What is being asked:
Copy out, from the entries below, each line holding the string "Failed".

Exercise data:
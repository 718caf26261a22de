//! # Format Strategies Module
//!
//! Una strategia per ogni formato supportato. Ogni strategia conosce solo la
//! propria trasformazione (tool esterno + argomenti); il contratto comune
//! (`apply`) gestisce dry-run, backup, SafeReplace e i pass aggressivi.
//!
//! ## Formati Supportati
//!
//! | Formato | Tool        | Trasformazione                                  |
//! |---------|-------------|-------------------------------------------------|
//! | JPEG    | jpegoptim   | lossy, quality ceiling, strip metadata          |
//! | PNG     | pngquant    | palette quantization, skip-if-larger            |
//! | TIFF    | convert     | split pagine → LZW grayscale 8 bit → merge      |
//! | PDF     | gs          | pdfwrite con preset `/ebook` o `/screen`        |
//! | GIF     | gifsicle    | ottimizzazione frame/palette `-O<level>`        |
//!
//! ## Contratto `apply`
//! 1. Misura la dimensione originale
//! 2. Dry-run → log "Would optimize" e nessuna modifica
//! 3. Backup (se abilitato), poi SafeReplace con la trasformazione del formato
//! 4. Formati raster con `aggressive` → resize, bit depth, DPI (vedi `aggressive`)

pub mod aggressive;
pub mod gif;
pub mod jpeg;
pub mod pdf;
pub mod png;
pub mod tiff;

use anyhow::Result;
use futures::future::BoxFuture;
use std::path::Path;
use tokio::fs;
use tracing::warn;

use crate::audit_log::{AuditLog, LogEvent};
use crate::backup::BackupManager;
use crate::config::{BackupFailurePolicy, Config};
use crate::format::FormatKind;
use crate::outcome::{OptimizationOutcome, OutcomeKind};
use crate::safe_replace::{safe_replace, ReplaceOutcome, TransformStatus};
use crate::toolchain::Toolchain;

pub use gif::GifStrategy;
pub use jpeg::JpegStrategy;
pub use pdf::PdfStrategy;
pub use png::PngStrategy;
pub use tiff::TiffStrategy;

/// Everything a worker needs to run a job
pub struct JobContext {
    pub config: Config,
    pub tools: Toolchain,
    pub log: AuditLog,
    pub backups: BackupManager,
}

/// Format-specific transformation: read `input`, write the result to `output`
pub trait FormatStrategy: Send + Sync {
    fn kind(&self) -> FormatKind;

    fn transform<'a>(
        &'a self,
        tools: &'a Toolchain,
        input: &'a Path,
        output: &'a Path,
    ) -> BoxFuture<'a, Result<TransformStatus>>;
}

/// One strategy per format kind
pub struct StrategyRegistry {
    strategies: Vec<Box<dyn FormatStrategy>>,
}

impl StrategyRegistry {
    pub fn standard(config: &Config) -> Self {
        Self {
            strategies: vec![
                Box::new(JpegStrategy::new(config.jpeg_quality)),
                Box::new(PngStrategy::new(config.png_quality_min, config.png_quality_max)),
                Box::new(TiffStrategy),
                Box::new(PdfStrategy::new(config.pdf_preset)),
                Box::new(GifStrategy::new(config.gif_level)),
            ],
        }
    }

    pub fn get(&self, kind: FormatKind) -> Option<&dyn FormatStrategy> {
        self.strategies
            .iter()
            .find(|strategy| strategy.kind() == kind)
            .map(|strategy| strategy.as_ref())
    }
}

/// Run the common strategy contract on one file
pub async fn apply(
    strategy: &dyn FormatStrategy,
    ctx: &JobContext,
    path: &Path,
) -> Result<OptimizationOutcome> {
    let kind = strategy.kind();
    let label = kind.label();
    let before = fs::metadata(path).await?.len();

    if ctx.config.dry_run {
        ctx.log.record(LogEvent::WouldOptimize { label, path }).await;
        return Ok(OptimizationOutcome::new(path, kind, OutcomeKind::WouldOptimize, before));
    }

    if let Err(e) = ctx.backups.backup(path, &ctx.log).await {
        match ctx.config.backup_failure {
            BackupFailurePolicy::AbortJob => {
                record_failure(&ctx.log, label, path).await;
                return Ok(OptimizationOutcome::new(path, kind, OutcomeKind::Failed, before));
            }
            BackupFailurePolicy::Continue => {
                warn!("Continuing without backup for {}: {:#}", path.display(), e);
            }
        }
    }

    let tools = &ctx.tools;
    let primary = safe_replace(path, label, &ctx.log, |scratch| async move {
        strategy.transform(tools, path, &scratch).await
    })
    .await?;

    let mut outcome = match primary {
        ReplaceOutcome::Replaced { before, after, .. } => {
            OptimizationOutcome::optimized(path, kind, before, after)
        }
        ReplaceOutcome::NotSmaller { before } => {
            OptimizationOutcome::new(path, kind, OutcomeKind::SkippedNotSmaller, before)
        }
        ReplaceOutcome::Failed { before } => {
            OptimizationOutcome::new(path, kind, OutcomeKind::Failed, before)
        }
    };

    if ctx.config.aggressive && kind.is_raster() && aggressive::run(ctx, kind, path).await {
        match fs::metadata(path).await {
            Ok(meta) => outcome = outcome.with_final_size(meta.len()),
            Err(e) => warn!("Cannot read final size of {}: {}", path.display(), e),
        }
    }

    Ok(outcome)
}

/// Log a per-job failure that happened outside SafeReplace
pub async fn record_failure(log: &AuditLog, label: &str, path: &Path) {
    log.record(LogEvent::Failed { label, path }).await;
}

Your response:
                return Ok(OptimizationOutcome::new(path, kind, OutcomeKind::Failed, before));
        ReplaceOutcome::Failed { before } => {
            OptimizationOutcome::new(path, kind, OutcomeKind::Failed, before)
    log.record(LogEvent::Failed { label, path }).await;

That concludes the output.